Comprehensive method without morphology filter bank. (a) Images are divided into small regions (patches). (b) The coordinates of the minimum pixels within each patch are calculated. (c) A new patch centered on the coordinates of the minimum pixel is generated. CMB: cerebral microbleed.
Statistical analysis
We compared the numbers of initial CMB candidates and the final CMB candidates after CNN processing with the morphology-filter-bank-based approach and the comprehensive approach. The process for detecting CMB candidates from a test dataset using the two detection methods is shown in Supplementary Fig. 2.
Lesions identified as final CMB candidates by each method were cross-checked against the gold standard selected by the neuroradiologists. When the final CMB candidate matched a lesion that was considered definite by the neuroradiologists, the designation was a true positive (TP).
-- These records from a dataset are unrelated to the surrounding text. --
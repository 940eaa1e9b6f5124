//! `fpc key` command implementation.

use clap::Args;
use fpc_core::{RequestInfo, Session};
use fpc_pagecache::FileVariant;

use crate::context::{Context, GlobalArgs};
use crate::error::CliError;
use crate::output::Output;

const WIDTH: usize = 14;

/// Arguments for the key command.
#[derive(Args)]
pub(crate) struct KeyArgs {
    /// Request URL.
    url: String,

    /// User agent of the request (selects the device type).
    #[arg(short = 'A', long)]
    user_agent: Option<String>,

    /// Request cookie as NAME=VALUE. May be repeated.
    #[arg(short = 'b', long = "cookie", value_parser = parse_cookie)]
    cookies: Vec<(String, String)>,

    /// Referring page, used for AJAX fragments.
    #[arg(short = 'e', long)]
    referer: Option<String>,

    /// Send the request as AJAX (`X-Requested-With: XMLHttpRequest`).
    #[arg(long)]
    ajax: bool,
}

impl KeyArgs {
    pub(crate) fn execute(self, global: &GlobalArgs) -> Result<(), CliError> {
        let output = Output::new();
        let context = Context::load(global)?;
        let site = context.local_site_cache()?;
        let session = site.session(self.into_request())?;
        print_session(&output, &context, &session);
        Ok(())
    }

    fn into_request(self) -> RequestInfo {
        let mut request = RequestInfo::get(self.url);
        if let Some(user_agent) = self.user_agent {
            request = request.with_user_agent(user_agent);
        }
        if let Some(referer) = self.referer {
            request = request.with_referer(referer);
        }
        if self.ajax {
            request = request.with_header("X-Requested-With", "XMLHttpRequest");
        }
        for (name, value) in self.cookies {
            request = request.with_cookie(name, value);
        }
        request
    }
}

fn print_session(output: &Output, context: &Context, session: &Session<'_>) {
    let entry = session.entry();
    let data_dir = &context.settings.storage.data_dir;

    output.field("URL:", session.url(), WIDTH);
    output.field("Device:", session.device().as_str(), WIDTH);
    output.field("AJAX:", &session.is_ajax().to_string(), WIDTH);
    output.field("Cacheable:", &session.is_cache_allowed().to_string(), WIDTH);
    output.field(
        "File:",
        &data_dir.join(entry.cache_file_path(FileVariant::Fresh)).display().to_string(),
        WIDTH,
    );
    if entry.has_cache() {
        output.field("Cached:", "yes", WIDTH);
        output.field("Remaining TTL:", &format!("{}s", session.remaining_ttl()), WIDTH);
    } else {
        output.field("Cached:", "no", WIDTH);
    }
}

/// Parse `NAME=VALUE`.
fn parse_cookie(raw: &str) -> Result<(String, String), String> {
    match raw.split_once('=') {
        Some((name, value)) if !name.trim().is_empty() => {
            Ok((name.trim().to_owned(), value.to_owned()))
        }
        _ => Err(format!("expected NAME=VALUE, got {raw:?}")),
    }
}
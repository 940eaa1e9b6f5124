//! Environment variable expansion for string settings.

use crate::ConfigError;

/// Expand `${VAR}` and `${VAR:-default}` references in `value`.
///
/// `field` names the setting in the error message.
pub(crate) fn expand_env(value: &str, field: &str) -> Result<String, ConfigError> {
    shellexpand::env(value)
        .map(std::borrow::Cow::into_owned)
        .map_err(|e| ConfigError::EnvVar {
            field: field.to_owned(),
            message: format!("${{{}}} {}", e.var_name, e.cause),
        })
}

#[cfg(test)]
mod tests {
    use super::*;

    #[test]
    fn test_expand_literal() {
        assert_eq!(expand_env("plain", "site.id").unwrap(), "plain");
    }

    #[test]
    fn test_expand_default() {
        // SAFETY: test runs single-threaded per test function
        unsafe {
            std::env::remove_var("FPC_EXPAND_DEFAULT_TEST");
        }

        let value = expand_env("${FPC_EXPAND_DEFAULT_TEST:-fallback}", "site.secret").unwrap();

        assert_eq!(value, "fallback");
    }

    #[test]
    fn test_expand_missing_names_var_and_field() {
        // SAFETY: test runs single-threaded per test function
        unsafe {
            std::env::remove_var("FPC_EXPAND_MISSING_TEST");
        }

        let err = expand_env("${FPC_EXPAND_MISSING_TEST}", "site.secret").unwrap_err();

        assert!(err.to_string().contains("FPC_EXPAND_MISSING_TEST"));
        assert!(err.to_string().contains("site.secret"));
    }
}
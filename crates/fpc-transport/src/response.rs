use std::collections::BTreeMap;

use serde::de::DeserializeOwned;

/// Response classes the client acts on.
#[derive(Debug, Clone, Copy, PartialEq, Eq)]
pub enum ResponseStatus {
    Ok,
    ClientError,
    NotFound,
    ServerError,
    ServiceUnavailable,
}

impl ResponseStatus {
    /// Classify an HTTP status code.
    #[must_use]
    pub fn from_code(code: u16) -> Self {
        match code {
            200..=299 => Self::Ok,
            404 => Self::NotFound,
            503 => Self::ServiceUnavailable,
            500..=599 => Self::ServerError,
            _ => Self::ClientError,
        }
    }

    /// Readable name used in error messages.
    #[must_use]
    pub fn reason(code: u16) -> &'static str {
        match code {
            400 => "Bad Request",
            403 => "Forbidden",
            404 => "Not Found",
            500 => "Runtime Error",
            503 => "Service Unavailable",
            _ => "Unknown",
        }
    }
}

/// A raw response.
#[derive(Debug, Clone, Default, PartialEq, Eq)]
pub struct Response {
    pub code: u16,
    /// Header names are lowercase.
    pub headers: BTreeMap<String, String>,
    pub body: Vec<u8>,
}

impl Response {
    #[must_use]
    pub fn new(code: u16) -> Self {
        Self {
            code,
            ..Self::default()
        }
    }

    #[must_use]
    pub fn with_header(mut self, name: &str, value: impl Into<String>) -> Self {
        self.headers.insert(name.to_ascii_lowercase(), value.into());
        self
    }

    #[must_use]
    pub fn with_body(mut self, body: impl Into<Vec<u8>>) -> Self {
        self.body = body.into();
        self
    }

    #[must_use]
    pub fn status(&self) -> ResponseStatus {
        ResponseStatus::from_code(self.code)
    }

    #[must_use]
    pub fn header(&self, name: &str) -> Option<&str> {
        self.headers
            .get(&name.to_ascii_lowercase())
            .map(String::as_str)
    }

    #[must_use]
    pub fn text(&self) -> String {
        String::from_utf8_lossy(&self.body).into_owned()
    }

    pub fn json<T: DeserializeOwned>(&self) -> Result<T, serde_json::Error> {
        serde_json::from_slice(&self.body)
    }

    /// The service's `{"error": "..."}` message, else the name of the status
    /// code.
    #[must_use]
    pub fn error_message(&self) -> String {
        self.json::<serde_json::Value>()
            .ok()
            .and_then(|v| v.get("error").and_then(|e| e.as_str()).map(str::to_owned))
            .unwrap_or_else(|| ResponseStatus::reason(self.code).to_owned())
    }
}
If the final CMB candidate matched the area that the neuroradiologist did not classify as definite or possible CMB, the designation was an FP. According to Gregoire et al,15 interrater reliability is significantly lower for possible than for definite CMBs. For this reason, we did not count the TPs or FPs for areas that the neuroradiologists considered as possible CMBs.
The performance of each detection method was assessed based on sensitivity to the detection of definite CMBs and the number of FPs per patient using a cutoff value of 0.5. We compared the sensitivities and the number of FPs per patient for the two detection methods. The sensitivity for definite CMBs was calculated by dividing the number of TPs for each method by the total number of definite CMBs. Free-response Operating Characteristic (FROC) curves were created for both detection methods. In detection tasks with multiple lesions per case, the FROC is an established method for evaluating detection performance.21 It compares the detection sensitivity of a model with the number of FP predictions over a continuous scale of operating points.
Results
Initial CMB detection by the morphology bank-based method
Figure 4 illustrates the CMB candidate detection process using the morphology-filter-bank-based approach. The candidates extracted at each stage are marked on the T2*WIs with green circles based on their image coordinates. Initially, several CMB candidates were extracted using a granular morphology filter (Fig. 4g). They decreased after removing the linear structures presumed to be vessels (Fig. 4h). Further reduction was achieved by removing small granular structures and subtle low-signal intensity structures, leading to a decrease in the number of CMB candidates (Fig. 4i, j).
Fig. 4.
(a) Smoothed, brain-extracted GRE T2*WI. (b) Extracted structures from granular structure extraction image using granular morphology filter. (c) Image after excluding linear structures using linear morphology filter. (d) Image after small granular structure removal. (e) Image after subtle low signal intensity structure removal. (f) Gold standard labeled by neuroradiologists. Red circles indicate “definite,” and yellow circles indicate “possible.” (g)–(j) Structures extracted from (b)–(e) on GRE T2*WIs. (k) Final candidates after processing by the trained CNN. Note that all three “definite” CMBs labeled by neuroradiologists are detected (red arrows). CMB, cerebral microbleeds; CNN, convolutional neural network; GRE T2*WI, gradient-recalled echo T2* weighted image.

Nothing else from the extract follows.